La Tente de Jacob est une pièce blanche et nue, éclairée le jour par de vastes fenêtres, la nuit par trois lustres aux lumières multiples ; l'un d'eux est artistement travaillé. A mi-hauteur court la tribune où sont reléguées les femmes, le bas étant réservé exclusivement aux hommes.
— Et voici l'armoire aux Thoras, prononce notre guide, d'une voix assourdie par un religieux respect.
Au fond de la salle elle se dresse, sous un dais supporté par des colonnes grises. C'est le principe du ciborium ; mais il s'agit ici d'un ciborium de pacotille, en sapin découpé et redécoupé, peint de couleurs vives, et dont l'aspect est un peu théâtre, pour ne pas dire bazar. Il domine un étroit pupitre sur lequel des lettres hébraïques s'enlèvent, en relief jaune sur fond bleu.
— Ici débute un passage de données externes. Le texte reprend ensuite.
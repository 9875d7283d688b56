//! Shared Bitcoin / Lightning Lexe newtypes.

use std::fmt;
use std::ops::Deref;
use std::str::FromStr;

use bitcoin::hash_types::Txid;
use bitcoin::hashes::sha256d;
use bitcoin::secp256k1::PublicKey;
use common::hex;
use lightning::chain::transaction::OutPoint;
use serde::{de, Deserialize, Deserializer, Serialize, Serializer};

#[derive(Serialize)]
pub struct LxOutPoint {
    pub txid: LxTxid,
    pub index: u16,
}

impl From<OutPoint> for LxOutPoint {
    fn from(op: OutPoint) -> Self {
        Self {
            txid: LxTxid::from(op.txid),
            index: op.index,
        }
    }
}

/// Wraps bitcoin::hash_types::Txid to implement Serialize.
pub struct LxTxid(Txid);

impl From<Txid> for LxTxid {
    fn from(txid: Txid) -> Self {
        Self::from_hash(txid.as_hash())
    }
}

impl LxTxid {
    pub fn from_hash(hash: sha256d::Hash) -> Self {
        Self(Txid::from_hash(hash))
    }

    pub fn as_hash(&self) -> sha256d::Hash {
        self.0.as_hash()
    }
}

impl Serialize for LxTxid {
    fn serialize<S: Serializer>(
        &self,
        serializer: S,
    ) -> Result<S::Ok, S::Error> {
        let hex_str = hex::encode(self.as_hash().deref());
        serializer.serialize_str(&hex_str)
    }
}

/// Wraps PublicKey to implement Serialize and Deserialize.
#[derive(Copy, Clone, PartialEq, Eq, Debug, Hash)]
pub struct LxPublicKey(PublicKey);

impl From<PublicKey> for LxPublicKey {
    fn from(pk: PublicKey) -> Self {
        Self(pk)
    }
}

impl FromStr for LxPublicKey {
    type Err = bitcoin::secp256k1::Error;
    fn from_str(hex: &str) -> Result<Self, Self::Err> {
        // Deserialize using PublicKey's from_str impl
        let inner = PublicKey::from_str(hex)?;
        let pubkey = LxPublicKey::from(inner);
        Ok(pubkey)
    }
}

impl Serialize for LxPublicKey {
    fn serialize<S: Serializer>(
        &self,
        serializer: S,
    ) -> Result<S::Ok, S::Error> {
        // Use PublicKey's LowerHex impl
        let hex_str = format!("{:x}", self.0);
        serializer.serialize_str(&hex_str)
    }
}

impl<'de> Deserialize<'de> for LxPublicKey {
    fn deserialize<D: Deserializer<'de>>(
        deserializer: D,
    ) -> Result<Self, D::Error> {
        deserializer.deserialize_str(LxPublicKeyVisitor)
    }
}

struct LxPublicKeyVisitor;

impl<'de> de::Visitor<'de> for LxPublicKeyVisitor {
    type Value = LxPublicKey;

    fn expecting(&self, f: &mut fmt::Formatter) -> fmt::Result {
        f.write_str("lower hex-encoded LxPublicKey")
    }

    fn visit_str<E: de::Error>(self, v: &str) -> Result<Self::Value, E> {
        LxPublicKey::from_str(v).map_err(de::Error::custom)
    }
}

#[cfg(test)]
mod test {
    use super::*;

    #[test]
    fn pubkey_serde() {
        let input = "02692f6894d5cb51bb785cc3c54f457889faf674fedea54a906f7ec99e88832d18";
        // JSON requires double quotes
        let input_json = format!("\"{input}\"");

        // Check that FromStr and Deserialize produce the same result
        let pubkey1 = LxPublicKey::from_str(input).unwrap();
        let pubkey2: LxPublicKey = serde_json::from_str(&input_json).unwrap();
        assert_eq!(pubkey1, pubkey2);

        // Serialize both to json again
        let output_json1 = serde_json::to_string(&pubkey1).unwrap();
        let output_json2 = serde_json::to_string(&pubkey2).unwrap();
        assert_eq!(output_json1, output_json2);
        assert_eq!(input_json, output_json1);
        assert_eq!(input_json, output_json2);
    }
}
— Un verset des psaumes de David : Jéhovah y promet d'être toujours avec son peuple… p86 Derrière, vous voyez le fauteuil du rabbin.
J'avise une lampe opaline très modernement électrique :
— Et le chandelier à sept branches ?
— On ne l'allume qu'une semaine chaque année, dans le troisième mois de notre calendrier, en un temps qui correspond à votre Noël. Admirez nos Thoras : nous en avons plusieurs.
Désignant un petit buffet clos :
— On ouvre ce meuble une fois par semaine, le jour du Sabbat, pour le service qui réunit nos frères. Les autres jours, la prière rituelle a lieu dans la petite salle où je vais vous conduire.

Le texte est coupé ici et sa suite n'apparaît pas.